Padron ‘Ntoni, come Mena, prende a modello le formiche e la passera che torna sempre nello stesso nido. ‘Ntoni, al contrario, non vuole essere una passera e respinge la vita immobile della natura con il suo ritmo ciclico che, invece, affascina il nonno, Mena e Alessi. Avendo conosciuto il progresso delle grandi città, non considera le leggi sociali come quelle naturali: una tassa non è come un cattivo raccolto. Si scontrano, dunque, due diverse concezioni del mondo: una ispirata a un darwinismo sociale che vede la società specchio della natura e invita ad un’accettazione fatalistica della lenta evoluzione naturale, l’altra romantica. ‘Ntoni sceglie dunque la città, il progresso e il fallimento è già implicito a priori nella partenza.

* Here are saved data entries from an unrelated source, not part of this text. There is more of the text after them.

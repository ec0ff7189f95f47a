#![doc(test(attr(deny(warnings))))]

//! Forecast Core computes commute cost breakdowns, monthly cash-flow
//! summaries and fleet expense totals, and decides how much of each a
//! subscription tier may see.

pub mod cli;
pub mod config;
pub mod engine;
pub mod errors;
pub mod time;
pub mod utils;

use std::sync::Once;

static INIT_TRACING: Once = Once::new();

/// Initializes global tracing and emits a startup info log.
pub fn init() {
    INIT_TRACING.call_once(|| {
        utils::init_tracing();
        tracing::info!("Forecast Core tracing initialized.");
    });
}
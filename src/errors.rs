use std::result::Result as StdResult;

use chrono::NaiveDate;
use thiserror::Error;

/// Rejected engine input. Raised before any computation starts, so a failing
/// call never yields a partial result.
#[derive(Debug, Clone, PartialEq, Error)]
pub enum ValidationError {
    #[error("{field} must not be negative (got {value})")]
    Negative { field: &'static str, value: f64 },
    #[error("{field} must be a finite number")]
    NonFinite { field: &'static str },
    #[error("{field} must be between {min} and {max} (got {value})")]
    OutOfRange {
        field: &'static str,
        value: f64,
        min: f64,
        max: f64,
    },
    #[error("{field} must be greater than zero (got {value})")]
    NotPositive { field: &'static str, value: f64 },
    #[error("{field} must not be empty")]
    Empty { field: &'static str },
    #[error(
        "ledger entry {date}: net change {net_change} does not equal closing {closing} minus opening {opening}"
    )]
    NetChangeMismatch {
        date: NaiveDate,
        opening: f64,
        closing: f64,
        net_change: f64,
    },
}

impl ValidationError {
    /// Name of the offending input field.
    pub fn field(&self) -> &'static str {
        match self {
            ValidationError::Negative { field, .. }
            | ValidationError::NonFinite { field }
            | ValidationError::OutOfRange { field, .. }
            | ValidationError::NotPositive { field, .. }
            | ValidationError::Empty { field } => field,
            ValidationError::NetChangeMismatch { .. } => "net_change",
        }
    }
}

/// Unified error type for the engine, configuration and CLI layers.
#[derive(Error, Debug)]
pub enum ForecastError {
    #[error(transparent)]
    Validation(#[from] ValidationError),
    #[error("job offer `{label}`: {source}")]
    Offer {
        label: String,
        #[source]
        source: ValidationError,
    },
    #[error("Persistence error: {0}")]
    Storage(String),
    #[error("Configuration error: {0}")]
    Config(String),
    #[error("Invalid input: {0}")]
    InvalidInput(String),
}

impl ForecastError {
    /// The rejected input, for errors that stem from validation.
    pub fn validation(&self) -> Option<&ValidationError> {
        match self {
            ForecastError::Validation(source) | ForecastError::Offer { source, .. } => Some(source),
            _ => None,
        }
    }
}

pub type Result<T> = StdResult<T, ForecastError>;

/// User-facing CLI error wrapper.
#[derive(Error, Debug)]
pub enum CliError {
    #[error(transparent)]
    Core(#[from] ForecastError),
    #[error("Invalid input: {0}")]
    Input(String),
    #[error("Command failed: {0}")]
    Command(String),
}

impl From<std::io::Error> for ForecastError {
    fn from(err: std::io::Error) -> Self {
        ForecastError::Storage(err.to_string())
    }
}

impl From<serde_json::Error> for ForecastError {
    fn from(err: serde_json::Error) -> Self {
        ForecastError::Storage(err.to_string())
    }
}

impl From<ValidationError> for CliError {
    fn from(err: ValidationError) -> Self {
        CliError::Core(ForecastError::from(err))
    }
}

/// Rejects NaN and infinities for `field`.
pub(crate) fn ensure_finite(field: &'static str, value: f64) -> StdResult<f64, ValidationError> {
    if value.is_finite() {
        Ok(value)
    } else {
        Err(ValidationError::NonFinite { field })
    }
}

/// Rejects non-finite and negative values for `field`.
pub(crate) fn ensure_non_negative(
    field: &'static str,
    value: f64,
) -> StdResult<f64, ValidationError> {
    ensure_finite(field, value)?;
    if value < 0.0 {
        return Err(ValidationError::Negative { field, value });
    }
    Ok(value)
}
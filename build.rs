use std::env;
use std::process::Command;

fn main() {
    println!("cargo:rerun-if-changed=build.rs");
    println!("cargo:rerun-if-changed=.git/HEAD");

    let git_hash = command_stdout("git", &["rev-parse", "--short", "HEAD"])
        .unwrap_or_else(|| "unknown".to_string());
    println!("cargo:rustc-env=FORECAST_CORE_BUILD_HASH={git_hash}");

    let timestamp = chrono::Utc::now().to_rfc3339_opts(chrono::SecondsFormat::Secs, true);
    println!("cargo:rustc-env=FORECAST_CORE_BUILD_TIMESTAMP={timestamp}");

    let profile = env::var("PROFILE").unwrap_or_else(|_| "unknown-profile".to_string());
    println!("cargo:rustc-env=FORECAST_CORE_BUILD_PROFILE={profile}");

    let rustc = command_stdout("rustc", &["--version"]).unwrap_or_else(|| "unknown".to_string());
    println!("cargo:rustc-env=FORECAST_CORE_BUILD_RUSTC={rustc}");
}

fn command_stdout(program: &str, args: &[&str]) -> Option<String> {
    let output = Command::new(program).args(args).output().ok()?;
    if !output.status.success() {
        return None;
    }
    String::from_utf8(output.stdout)
        .ok()
        .map(|s| s.trim().to_string())
        .filter(|s| !s.is_empty())
}
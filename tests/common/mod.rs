#![allow(dead_code)]

use chrono::NaiveDate;
use forecast_core::engine::{
    BalanceStatus, CommuteInput, DailyLedgerEntry, FuelType, StatusThresholds, VehicleProfile,
};

pub const REFERENCE_YEAR: i32 = 2026;

pub fn date(y: i32, m: u32, d: u32) -> NaiveDate {
    NaiveDate::from_ymd_opt(y, m, d).expect("valid calendar date")
}

pub fn approx_eq(a: f64, b: f64) -> bool {
    (a - b).abs() <= 1e-9 * a.abs().max(b.abs()).max(1.0)
}

pub fn compact_car(age: i32) -> VehicleProfile {
    VehicleProfile::new("Toyota", "Corolla", REFERENCE_YEAR - age, 25.0, FuelType::Gasoline)
}

/// A spread of commutes covering zero, fractional and full-week patterns.
pub fn commute_grid() -> Vec<CommuteInput> {
    let mut grid = Vec::new();
    for distance in [0.0, 3.5, 10.0, 42.0] {
        for days in [0.0, 1.0, 2.5, 5.0, 7.0] {
            grid.push(
                CommuteInput::new(distance, days, 3.89)
                    .with_parking(days > 2.0)
                    .with_tolls(distance > 20.0),
            );
        }
    }
    grid
}

/// Ninety days of balances starting 2024-01-01 with a payday every 30 days
/// and steady daily spending.
pub fn ninety_day_ledger(thresholds: &StatusThresholds) -> Vec<DailyLedgerEntry> {
    let start = date(2024, 1, 1);
    let mut balance = 800.0;
    (0..90)
        .map(|offset| {
            let day = start + chrono::Duration::days(offset);
            let opening = balance;
            balance += if offset % 30 == 14 { 1500.0 } else { -60.0 };
            DailyLedgerEntry::classified(day, opening, balance, thresholds)
        })
        .collect()
}

pub fn entry(day: NaiveDate, opening: f64, closing: f64, status: BalanceStatus) -> DailyLedgerEntry {
    DailyLedgerEntry::new(day, opening, closing, status)
}
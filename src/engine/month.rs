use std::fmt;
use std::str::FromStr;

use chrono::{Datelike, NaiveDate};
use serde::{Deserialize, Serialize};

use crate::errors::ForecastError;

/// Calendar month key rendered as `YYYY-MM`. Orders chronologically.
#[derive(Debug, Clone, Copy, PartialEq, Eq, PartialOrd, Ord, Hash, Serialize, Deserialize)]
#[serde(try_from = "String", into = "String")]
pub struct MonthKey {
    year: i32,
    month: u32,
}

impl MonthKey {
    pub fn new(year: i32, month: u32) -> Result<Self, ForecastError> {
        if !(1..=12).contains(&month) {
            return Err(ForecastError::InvalidInput(format!(
                "month must be between 1 and 12 (got {month})"
            )));
        }
        Ok(Self { year, month })
    }

    pub fn from_date(date: NaiveDate) -> Self {
        Self {
            year: date.year(),
            month: date.month(),
        }
    }

    pub fn year(&self) -> i32 {
        self.year
    }

    pub fn month(&self) -> u32 {
        self.month
    }
}

impl fmt::Display for MonthKey {
    fn fmt(&self, f: &mut fmt::Formatter<'_>) -> fmt::Result {
        write!(f, "{:04}-{:02}", self.year, self.month)
    }
}

impl FromStr for MonthKey {
    type Err = ForecastError;

    fn from_str(value: &str) -> Result<Self, Self::Err> {
        let invalid = || ForecastError::InvalidInput(format!("`{value}` is not a YYYY-MM month"));
        let (year, month) = value.trim().split_once('-').ok_or_else(invalid)?;
        if month.len() != 2 {
            return Err(invalid());
        }
        let year = year.parse::<i32>().map_err(|_| invalid())?;
        let month = month.parse::<u32>().map_err(|_| invalid())?;
        Self::new(year, month)
    }
}

impl TryFrom<String> for MonthKey {
    type Error = ForecastError;

    fn try_from(value: String) -> Result<Self, Self::Error> {
        value.parse()
    }
}

impl From<MonthKey> for String {
    fn from(key: MonthKey) -> Self {
        key.to_string()
    }
}

#[cfg(test)]
mod tests {
    use super::*;

    #[test]
    fn renders_as_iso_prefix() {
        let date = NaiveDate::from_ymd_opt(2024, 3, 9).unwrap();
        let key = MonthKey::from_date(date);
        assert_eq!(key.to_string(), "2024-03");
        assert_eq!(key.to_string(), date.to_string()[..7]);
    }

    #[test]
    fn parses_and_orders_chronologically() {
        let dec: MonthKey = "2023-12".parse().unwrap();
        let jan: MonthKey = "2024-01".parse().unwrap();
        assert!(dec < jan);
        assert!("2024-13".parse::<MonthKey>().is_err());
        assert!("2024-1".parse::<MonthKey>().is_err());
        assert!("January".parse::<MonthKey>().is_err());
    }

    #[test]
    fn serializes_as_plain_string() {
        let key = MonthKey::new(2024, 7).unwrap();
        assert_eq!(serde_json::to_string(&key).unwrap(), "\"2024-07\"");
        let back: MonthKey = serde_json::from_str("\"2024-07\"").unwrap();
        assert_eq!(back, key);
    }
}
use std::{
    fs,
    io::{self, Read},
    path::Path,
};

use serde::de::DeserializeOwned;

use crate::errors::{ForecastError, Result};

/// Marker accepted in place of a path to read from standard input.
pub const STDIN_MARKER: &str = "-";

/// Reads and deserializes a JSON document from `source`, a file path or `-`.
pub fn read_json<T: DeserializeOwned>(source: &str) -> Result<T> {
    let data = if source == STDIN_MARKER {
        let mut buffer = String::new();
        io::stdin().read_to_string(&mut buffer)?;
        buffer
    } else {
        read_file(Path::new(source))?
    };
    parse_json(&data, source)
}

fn read_file(path: &Path) -> Result<String> {
    fs::read_to_string(path)
        .map_err(|err| ForecastError::Storage(format!("{}: {err}", path.display())))
}

pub fn parse_json<T: DeserializeOwned>(data: &str, origin: &str) -> Result<T> {
    serde_json::from_str(data)
        .map_err(|err| ForecastError::InvalidInput(format!("{origin}: {err}")))
}

#[cfg(test)]
mod tests {
    use super::*;
    use crate::engine::VehicleExpenseLine;

    #[test]
    fn reads_json_file() {
        let file = tempfile::NamedTempFile::new().unwrap();
        fs::write(file.path(), r#"{"vehicle": "van", "routine_cost": 12.5}"#).unwrap();
        let line: VehicleExpenseLine = read_json(file.path().to_str().unwrap()).unwrap();
        assert_eq!(line.vehicle, "van");
        assert_eq!(line.repair_cost, 0.0);
    }

    #[test]
    fn parse_errors_mention_origin() {
        let err = parse_json::<VehicleExpenseLine>("[]", "lines.json").unwrap_err();
        assert!(err.to_string().contains("lines.json"));
    }

    #[test]
    fn missing_file_is_storage_error() {
        let err = read_json::<VehicleExpenseLine>("/definitely/not/here.json").unwrap_err();
        assert!(matches!(err, ForecastError::Storage(_)));
    }
}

Al ritomo diventa il mantenuto della Santuzza e la sua degradazione ad animale viene scandita con metafore e similitudini con maiali e cani: prima è un ‘cane grasso’ e ‘unto’, poi ‘un cane rognoso’, infine ‘un cagnaccio da strada’. Anche il rapporto con il nonno viene rovesciato: cessa di vergognarsi per la sua condotta e non ne teme i rimproveri ma, con un discorso disperato in cui denuncia l’assurdità della fatica quotidiana, scuote le certezze del vecchio. Alla fine estraneo alla famiglia, emarginato dal paese e cacciato dalla Santuzza, entra nel contrabbando. ‘Ntoni è il simbolo dell’escluso, è l’eroe problematico de ‘I Malavoglia’ e ne determina il messaggio conclusivo: la  salvezza è possibile solo al riparo del tempo etnologico in cui si muove Alessi, nell’ideale dell’ostrica, ma è una salvezza a cui l’uomo moderno, ‘Ntoni ma anche Verga, non può che dare l’addio. Il percorso di ‘Ntoni viene continuato da Gesualdo il quale non conserva niente del tradizionale immobilismo della realtà arcaico-rurale,è l’esponente più tipico della logica economica del moderno e del self-made man.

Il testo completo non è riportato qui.